Em 2021, Coquetel Molotov Está Mais ‘No Ar’ do que Nunca
“Um mergulho no digital” é a proposta da 17ª edição do No Ar Coquetel Molotov, que, como todo evento durante a pandemia do covid-19, precisou se reinventar para ser feita à distância. E “reinvenção” é mesmo a palavra chave para entender o que o tradicional festival do Recife trouxe desta vez.
Ao invés de apenas ter transmissões ao vivo por alguma plataforma, o evento promoveu rodas de discussão sobre os mais diversos assuntos pertinentes ao meio independente do qual faz parte. Além disso, sua grande atração não era um nome no line up, mas uma obra audiovisual composta pelas performances ao vivo e registros desta que é uma nova experiência de receber o conteúdo de um festival. Dividida em dois episódios, com estreias em 22 e 23 de janeiro, a obra traz Tuyo, Jup do Bairro e diversos outros nomes em performances exclusivas, mas não em tempo real.
“A Aninha nunca teve medo de arriscar”, conta Benke Ferraz (da banda Boogarins, que, além de mediar alguns painéis e se apresentar com Ava Rocha nesta edição, assina a direção artística do evento/longa) ao Música Pavê. Aninha, no caso, é Ana Garcia, fundadora do Coquetel Molotov e grande fomentadora do meio alternativo brasileiro (musical e além). “O primeiro show do Boogarins fora de Goiás foi em um evento do Coquetel”, explica ele, “então antes mesmo de ter uma relação de trabalho e pessoal com a equipe, enquanto artista eu já tinha isso”.

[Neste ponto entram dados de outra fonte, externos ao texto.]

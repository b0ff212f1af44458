use std::iter::FusedIterator;
use std::mem::MaybeUninit;

use super::Vector;

pub struct Iter<'a, T> {
    inner: std::slice::Iter<'a, T>,
}

impl<'a, T> Iter<'a, T> {
    pub(super) fn new(items: &'a [T]) -> Self {
        Self {
            inner: items.iter(),
        }
    }
}

impl<T> Clone for Iter<'_, T> {
    fn clone(&self) -> Self {
        Self {
            inner: self.inner.clone(),
        }
    }
}

impl<'a, T> Iterator for Iter<'a, T> {
    type Item = &'a T;

    fn next(&mut self) -> Option<Self::Item> {
        self.inner.next()
    }

    fn size_hint(&self) -> (usize, Option<usize>) {
        self.inner.size_hint()
    }
}

impl<T> DoubleEndedIterator for Iter<'_, T> {
    fn next_back(&mut self) -> Option<Self::Item> {
        self.inner.next_back()
    }
}

impl<T> ExactSizeIterator for Iter<'_, T> {}
impl<T> FusedIterator for Iter<'_, T> {}

pub struct IterMut<'a, T> {
    inner: std::slice::IterMut<'a, T>,
}

impl<'a, T> IterMut<'a, T> {
    pub(super) fn new(items: &'a mut [T]) -> Self {
        Self {
            inner: items.iter_mut(),
        }
    }
}

impl<'a, T> Iterator for IterMut<'a, T> {
    type Item = &'a mut T;

    fn next(&mut self) -> Option<Self::Item> {
        self.inner.next()
    }

    fn size_hint(&self) -> (usize, Option<usize>) {
        self.inner.size_hint()
    }
}

impl<T> DoubleEndedIterator for IterMut<'_, T> {
    fn next_back(&mut self) -> Option<Self::Item> {
        self.inner.next_back()
    }
}

impl<T> ExactSizeIterator for IterMut<'_, T> {}
impl<T> FusedIterator for IterMut<'_, T> {}

/// Owning iterator; slots in `[front, back)` are still initialized.
pub struct IntoIter<T> {
    buf: Box<[MaybeUninit<T>]>,
    front: usize,
    back: usize,
}

impl<T> Iterator for IntoIter<T> {
    type Item = T;

    fn next(&mut self) -> Option<T> {
        if self.front == self.back {
            return None;
        }
        let value = unsafe { self.buf[self.front].assume_init_read() };
        self.front += 1;
        Some(value)
    }

    fn size_hint(&self) -> (usize, Option<usize>) {
        let remaining = self.back - self.front;
        (remaining, Some(remaining))
    }
}

impl<T> DoubleEndedIterator for IntoIter<T> {
    fn next_back(&mut self) -> Option<T> {
        if self.front == self.back {
            return None;
        }
        self.back -= 1;
        Some(unsafe { self.buf[self.back].assume_init_read() })
    }
}

impl<T> ExactSizeIterator for IntoIter<T> {}
impl<T> FusedIterator for IntoIter<T> {}

impl<T> Drop for IntoIter<T> {
    fn drop(&mut self) {
        while self.front < self.back {
            let index = self.front;
            self.front += 1;
            unsafe { self.buf[index].assume_init_drop() };
        }
    }
}

impl<T> IntoIterator for Vector<T> {
    type Item = T;
    type IntoIter = IntoIter<T>;

    fn into_iter(mut self) -> Self::IntoIter {
        let back = self.len;
        // `self` is left empty with a zero-sized block, so its drop is a no-op.
        self.len = 0;
        IntoIter {
            buf: std::mem::take(&mut self.buf),
            front: 0,
            back,
        }
    }
}

impl<'a, T> IntoIterator for &'a Vector<T> {
    type Item = &'a T;
    type IntoIter = Iter<'a, T>;

    fn into_iter(self) -> Self::IntoIter {
        self.iter()
    }
}

impl<'a, T> IntoIterator for &'a mut Vector<T> {
    type Item = &'a mut T;
    type IntoIter = IterMut<'a, T>;

    fn into_iter(self) -> Self::IntoIter {
        self.iter_mut()
    }
}
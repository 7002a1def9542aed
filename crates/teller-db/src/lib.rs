//! Teller Database Layer
//!
//! This crate provides the database abstraction layer for the teller
//! account service, using SQLite via sqlx for persistence.

pub mod error;
pub mod models;
pub mod repository;
mod utils;

pub use error::DbError;
pub use models::*;
pub use repository::Database;

/// Re-export sqlx types for convenience
pub use sqlx::SqlitePool;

Ele comenta que o NACM, por exemplo, “foi o primeiro festival independente a trazer o brega funk para o palco, em 2018. É um festival que, ao mesmo tempo em que está ligado no avant garde, naquilo que é experimental, também está preocupado em ser responsável com a cena à qual fomenta e que também fomenta o festival”. Depois de trabalhar no formato de “lives” (“como um evento mesmo, com lotação de público”, como relembra Benke) no primeiro semestre, a primeira ideia era apenas crescer e realizar algo ainda maior, gratuito e transmitido pelo YouTube. “Mas a conta não fecha”, comenta ele, “não daria para pagar um cachê legal para os artistas fazendo só isso”. Foi quando o plano de gravar os shows com antecedência e exibi-los como um filme começou a tomar forma.
Como o Coquetel Molotov possui edições também em São Paulo e Salvador, a produção logo entendeu que um dos desafios para sua versão digital seria reproduzir suas identidades também nesses lugares. “Aí que deu o clique de entender que o recorte do que é a representatividade do Coquetel para a cena do Recife era muito mais importante de ser passado como caráter do que fazer as lives“, conta Benke, “mais do que o festival, é a tradução do que ele é para a tela”.

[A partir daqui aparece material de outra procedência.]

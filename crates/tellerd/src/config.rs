//! Configuration loading and management

use anyhow::{Context, Result};
use serde::{Deserialize, Serialize};
use std::path::Path;
use tracing::info;

/// Deployment mode
///
/// Production refuses to start without an explicit signing secret;
/// development falls back to a built-in one.
#[derive(Debug, Clone, Copy, PartialEq, Eq, Serialize, Deserialize, Default)]
#[serde(rename_all = "lowercase")]
pub enum Mode {
    #[default]
    Development,
    Production,
}

/// Main configuration structure
#[derive(Debug, Clone, Serialize, Deserialize, Default)]
pub struct Config {
    #[serde(default)]
    pub mode: Mode,
    #[serde(default)]
    pub server: ServerConfig,
    #[serde(default)]
    pub database: DatabaseConfig,
    #[serde(default)]
    pub auth: AuthConfig,
    #[serde(default)]
    pub accounts: AccountsConfig,
    #[serde(default)]
    pub logging: LoggingConfig,
}

/// Server configuration
#[derive(Debug, Clone, Serialize, Deserialize)]
pub struct ServerConfig {
    #[serde(default = "default_bind_address")]
    pub bind_address: String,
    #[serde(default = "default_port")]
    pub port: u16,
    /// Mount every route under this prefix (e.g. "/api"); empty for root
    #[serde(default)]
    pub path_prefix: String,
    /// Origin allowed to make credentialed cross-origin requests
    #[serde(default = "default_allow_origin")]
    pub allow_origin: String,
}

impl Default for ServerConfig {
    fn default() -> Self {
        Self {
            bind_address: default_bind_address(),
            port: default_port(),
            path_prefix: String::new(),
            allow_origin: default_allow_origin(),
        }
    }
}

/// Database configuration
#[derive(Debug, Clone, Serialize, Deserialize)]
pub struct DatabaseConfig {
    #[serde(default = "default_db_path")]
    pub path: String,
}

impl Default for DatabaseConfig {
    fn default() -> Self {
        Self {
            path: default_db_path(),
        }
    }
}

/// Authentication configuration
#[derive(Debug, Clone, Serialize, Deserialize)]
pub struct AuthConfig {
    /// Session token signing secret; required in production mode
    #[serde(default)]
    pub jwt_secret: Option<String>,
    #[serde(default = "default_token_ttl_secs")]
    pub token_ttl_secs: i64,
    /// Cookie security policy: "same-origin" or "cross-origin"
    #[serde(default = "default_cookie_policy")]
    pub cookie_policy: String,
}

impl Default for AuthConfig {
    fn default() -> Self {
        Self {
            jwt_secret: None,
            token_ttl_secs: default_token_ttl_secs(),
            cookie_policy: default_cookie_policy(),
        }
    }
}

/// Account policy configuration
#[derive(Debug, Clone, Serialize, Deserialize)]
pub struct AccountsConfig {
    /// Balance granted to every new account
    #[serde(default = "default_initial_balance")]
    pub initial_balance: i64,
}

impl Default for AccountsConfig {
    fn default() -> Self {
        Self {
            initial_balance: default_initial_balance(),
        }
    }
}

/// Logging configuration
#[derive(Debug, Clone, Serialize, Deserialize)]
pub struct LoggingConfig {
    #[serde(default = "default_log_level")]
    pub level: String,
}

impl Default for LoggingConfig {
    fn default() -> Self {
        Self {
            level: default_log_level(),
        }
    }
}

// Default value functions
fn default_bind_address() -> String {
    "0.0.0.0".to_string()
}

fn default_port() -> u16 {
    4000
}

fn default_allow_origin() -> String {
    "http://localhost:5173".to_string()
}

fn default_db_path() -> String {
    "./data/teller.db".to_string()
}

fn default_token_ttl_secs() -> i64 {
    3600
}

fn default_cookie_policy() -> String {
    "same-origin".to_string()
}

fn default_initial_balance() -> i64 {
    100_000
}

fn default_log_level() -> String {
    "info".to_string()
}

impl Config {
    /// Load configuration from a file
    pub fn load(path: &str) -> Result<Self> {
        let config_path = Path::new(path);

        if !config_path.exists() {
            info!("Config file not found at {}, using defaults", path);
            return Ok(Self::default());
        }

        let content = std::fs::read_to_string(config_path)
            .with_context(|| format!("Failed to read config file: {}", path))?;

        let config: Config = toml::from_str(&content)
            .with_context(|| format!("Failed to parse config file: {}", path))?;

        info!("Loaded configuration from {}", path);
        Ok(config)
    }
}

#[cfg(test)]
mod tests {
    use super::*;

    #[test]
    fn defaults_are_development_grade() {
        let config = Config::default();
        assert_eq!(config.mode, Mode::Development);
        assert_eq!(config.server.port, 4000);
        assert_eq!(config.auth.token_ttl_secs, 3600);
        assert_eq!(config.auth.cookie_policy, "same-origin");
        assert_eq!(config.accounts.initial_balance, 100_000);
        assert!(config.auth.jwt_secret.is_none());
    }

    #[test]
    fn parses_partial_toml() {
        let config: Config = toml::from_str(
            r#"
            mode = "production"

            [server]
            port = 8080
            path_prefix = "/api"

            [auth]
            jwt_secret = "s3cret"
            cookie_policy = "cross-origin"
            "#,
        )
        .unwrap();

        assert_eq!(config.mode, Mode::Production);
        assert_eq!(config.server.port, 8080);
        assert_eq!(config.server.path_prefix, "/api");
        assert_eq!(config.auth.jwt_secret.as_deref(), Some("s3cret"));
        assert_eq!(config.auth.cookie_policy, "cross-origin");
        // Untouched sections keep their defaults
        assert_eq!(config.database.path, "./data/teller.db");
        assert_eq!(config.accounts.initial_balance, 100_000);
    }
}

Como cenário, foi escolhido um local bucólico, bem diferente da cidade grande de costume. Lá, o festival pôde armar seu palco para não apenas receber apresentações musicais, mas também “cruzar conversas e trazer os artistas em performances que não são padrão, e também brincar com a ambiência do local”. Tudo isso contribui para a impressão que, ao chegar ao seu 17º ano, o festival ganhou uma espécie de “versão definitiva” que resume o que a marca Coquetel Molotov realizou ao longo dessas quase duas décadas de eventos e aponta também para seu futuro.

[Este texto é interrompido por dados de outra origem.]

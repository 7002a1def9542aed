//! Health check endpoints

use axum::{Json, Router, routing::get};
use serde::Serialize;

use crate::state::AppState;

/// Health status response
#[derive(Serialize)]
pub struct HealthResponse {
    pub status: String,
    pub version: String,
}

/// Health check handler
async fn health() -> Json<HealthResponse> {
    Json(HealthResponse {
        status: "ok".to_string(),
        version: env!("CARGO_PKG_VERSION").to_string(),
    })
}

/// Create health routes
pub fn routes() -> Router<AppState> {
    Router::new()
        .route("/health", get(health))
        .route("/healthz", get(health))
}
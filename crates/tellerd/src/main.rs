//! tellerd - minimal account service
//!
//! Users register, authenticate, and query a stored balance over HTTP.

use anyhow::{Context, Result, bail};
use axum::http::{HeaderValue, Method, header};
use clap::Parser;
use std::net::SocketAddr;
use std::path::Path;
use std::sync::Arc;
use std::time::Duration;
use tower_http::cors::CorsLayer;
use tower_http::trace::TraceLayer;
use tracing::{info, warn};
use tracing_subscriber::{EnvFilter, fmt, prelude::*};

mod config;

use config::{Config, Mode};
use teller_api::{AppState, create_router};
use teller_auth::{CookiePolicy, JwtManager};
use teller_db::Database;

/// Signing secret used when none is configured in development mode
const DEV_JWT_SECRET: &str = "teller-dev-signing-secret";

/// tellerd - minimal account service
#[derive(Parser, Debug)]
#[command(author, version, about, long_about = None)]
struct Args {
    /// Configuration file path
    #[arg(short, long, default_value = "config/default.toml")]
    config: String,

    /// Bind address
    #[arg(long, env = "TELLER_BIND")]
    bind: Option<String>,

    /// Port
    #[arg(short, long, env = "TELLER_PORT")]
    port: Option<u16>,
}

#[tokio::main]
async fn main() -> Result<()> {
    // Parse command line arguments
    let args = Args::parse();

    // Load configuration
    let config = Config::load(&args.config)?;

    // Initialize logging
    init_logging(&config.logging.level);

    info!("Starting tellerd v{}", env!("CARGO_PKG_VERSION"));

    let jwt_secret = resolve_jwt_secret(&config)?;
    let cookie_policy = CookiePolicy::parse(&config.auth.cookie_policy)
        .with_context(|| format!("Invalid cookie_policy: {}", config.auth.cookie_policy))?;

    // Create the data directory for the database file
    if let Some(parent) = Path::new(&config.database.path).parent()
        && !parent.as_os_str().is_empty()
    {
        tokio::fs::create_dir_all(parent).await?;
    }

    // Initialize database
    let db_url = format!("sqlite:{}?mode=rwc", config.database.path);
    let db = Database::new(&db_url).await?;

    // Initialize JWT manager
    let jwt = Arc::new(JwtManager::new(&jwt_secret, config.auth.token_ttl_secs));

    // Create application state
    let state = AppState::new(
        db.clone(),
        jwt,
        cookie_policy,
        config.accounts.initial_balance,
    );

    // Sweep expired token audit rows in the background
    spawn_token_sweeper(db);

    let cors = CorsLayer::new()
        .allow_origin(
            config
                .server
                .allow_origin
                .parse::<HeaderValue>()
                .with_context(|| format!("Invalid allow_origin: {}", config.server.allow_origin))?,
        )
        .allow_credentials(true)
        .allow_methods([Method::GET, Method::POST])
        .allow_headers([header::CONTENT_TYPE]);

    // Create router
    let app = create_router(state, &config.server.path_prefix)
        .layer(cors)
        .layer(TraceLayer::new_for_http());

    // Determine bind address
    let bind_addr = args.bind.unwrap_or(config.server.bind_address);
    let port = args.port.unwrap_or(config.server.port);
    let addr: SocketAddr = format!("{}:{}", bind_addr, port).parse()?;

    info!("Listening on {}", addr);

    // Start server
    let listener = tokio::net::TcpListener::bind(addr).await?;
    axum::serve(listener, app)
        .with_graceful_shutdown(shutdown_signal())
        .await?;

    info!("Server stopped");
    Ok(())
}

/// Resolve the token signing secret for the configured mode
///
/// Production requires an explicit secret; development warns and falls
/// back to the built-in one.
fn resolve_jwt_secret(config: &Config) -> Result<String> {
    match &config.auth.jwt_secret {
        Some(secret) if !secret.is_empty() => Ok(secret.clone()),
        _ => {
            if config.mode == Mode::Production {
                bail!("auth.jwt_secret must be set when mode = \"production\"");
            }
            warn!("auth.jwt_secret not set; using the built-in development secret");
            Ok(DEV_JWT_SECRET.to_string())
        }
    }
}

/// Periodically delete expired token audit rows
///
/// Storage hygiene only: failures are logged and never affect requests,
/// and token verification does not read this table.
fn spawn_token_sweeper(db: Database) {
    tokio::spawn(async move {
        let mut interval = tokio::time::interval(Duration::from_secs(3600));
        loop {
            interval.tick().await;
            match db.delete_expired_session_tokens().await {
                Ok(0) => {}
                Ok(n) => info!("Swept {} expired session tokens", n),
                Err(err) => warn!("Session token sweep failed: {}", err),
            }
        }
    });
}

/// Initialize logging
fn init_logging(level: &str) {
    let filter = EnvFilter::try_from_default_env().unwrap_or_else(|_| EnvFilter::new(level));

    tracing_subscriber::registry()
        .with(fmt::layer())
        .with(filter)
        .init();
}

/// Wait for shutdown signal
async fn shutdown_signal() {
    tokio::signal::ctrl_c()
        .await
        .expect("Failed to install CTRL+C handler");
    info!("Shutdown signal received");
}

O fator tempo também acaba sendo um de seus maiores diferenciais, justamente porque ele não se limita às duas semanas de painéis e performances que aconteceram desde o dia 11 de janeiro. “Quando o Coquetel assume a pegada de fazer uma obra audiovisual, como um longa serial, com diferentes episódios por dia, também está assumindo esse lado atemporal de uma obra”, explica Benke, “é um material trabalhado para ser o longa de um festival que realmente aconteceu – como o longa do Woodstock, que a gente vê depois de 40 anos e acha maravilhoso”.
“É uma obra que pode ser assistida daqui cinco ou dez anos, e a pessoa vai se sentir parte daquilo de alguma forma, seja pelas entrevistas ou nas apresentações”, continua ele, que observa também como este formato está em par com as discussões que temos hoje sobre o uso da tecnologia. “A gente tá vivendo uma época em que temos pelo menos duas gerações com celular como realidade e o culto à personalidade digital”, explica Benke, “e essas ferramentas não deveriam ser maiores que o fazer artístico, o criar, o estar sendo verdadeiro ali”.